The first thing we saw when we walked into the dusty, shadowy space was a dark-stained rattan two-seater sofa with off white cushions.  Nearby were two matching easy chairs and a coffee table.

Perfection.

Making a quick calculation that the proprietor might be willing to part with such “undesirable” merchandise at a discount, I offered seventy-five percent of the asking price—a savings of more than $300.

He jumped at it.

But back downstairs, once we had arranged to have the pieces delivered, he took me by the elbow and steered me back toward the half-keg coffee table.

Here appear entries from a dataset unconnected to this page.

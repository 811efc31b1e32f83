use std::io;
use std::path::PathBuf;
use thiserror::Error;

#[derive(Debug, Error)]
pub enum ConfigError {
    #[error("failed to read config from {path:?}: {source}")]
    Io {
        path: PathBuf,
        #[source]
        source: io::Error,
    },
    #[error("failed to parse config from {path:?}: {source}")]
    Parse {
        path: PathBuf,
        #[source]
        source: toml::de::Error,
    },
    #[error("environment variable {var} has invalid value '{value}'")]
    InvalidEnv { var: String, value: String },
    #[error("invalid bind address '{address}'")]
    InvalidAddress { address: String },
}

impl ConfigError {
    pub fn invalid_env(var: &str, value: &str) -> Self {
        Self::InvalidEnv {
            var: var.to_string(),
            value: value.to_string(),
        }
    }
}
//! Provider factory - creates clients from settings

use super::clients::{AnthropicClient, OllamaClient};
use super::traits::ModelProvider;
use super::types::{ModelError, ProviderKind, ProviderSettings};

/// Factory for creating model clients from provider settings.
pub struct ProviderFactory;

impl ProviderFactory {
    pub fn create(settings: &ProviderSettings) -> Result<Box<dyn ModelProvider>, ModelError> {
        Ok(match settings.kind {
            ProviderKind::Anthropic => Box::new(AnthropicClient::from_settings(settings)?),
            ProviderKind::Ollama => Box::new(OllamaClient::from_settings(settings)?),
        })
    }
}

“Very high-class piece,” he said.

“It’s nice, but I don’t think…”

“Fifty percent off, and free delivery for everything.”  He really was a very persuasive salesman when he tried.

I admit I wavered a bit.  Maybe it wasn’t so hideous after all.  Maybe we could use it as a trough for the neighborhood horses to drink from.

Or firewood, if we’d had a fireplace.

“We’re done here, thank you,” Michael said firmly, guiding me from the store.

It’s so wonderful to be saved from yourself sometimes.

Furni-Tour

Our shopping spree at Plaza Las Americas was at best a qualified success, so after lunch we sprinted back to the car and drove hell for leather to the Discount Furniture Outlet on the outskirts of San Juan.

This outlet, where we had bought some of our favorite pieces of furniture the year before, including the corner cabinet Daniel had somehow managed to misplace…

…consisted of a warehouse crammed to the rafters with a vast array of mostly contemporary furniture and shoddily constructed knock-offs of modern Italian design…

…with the odd traditional or Caribbean-influenced piece tossed in for good measure.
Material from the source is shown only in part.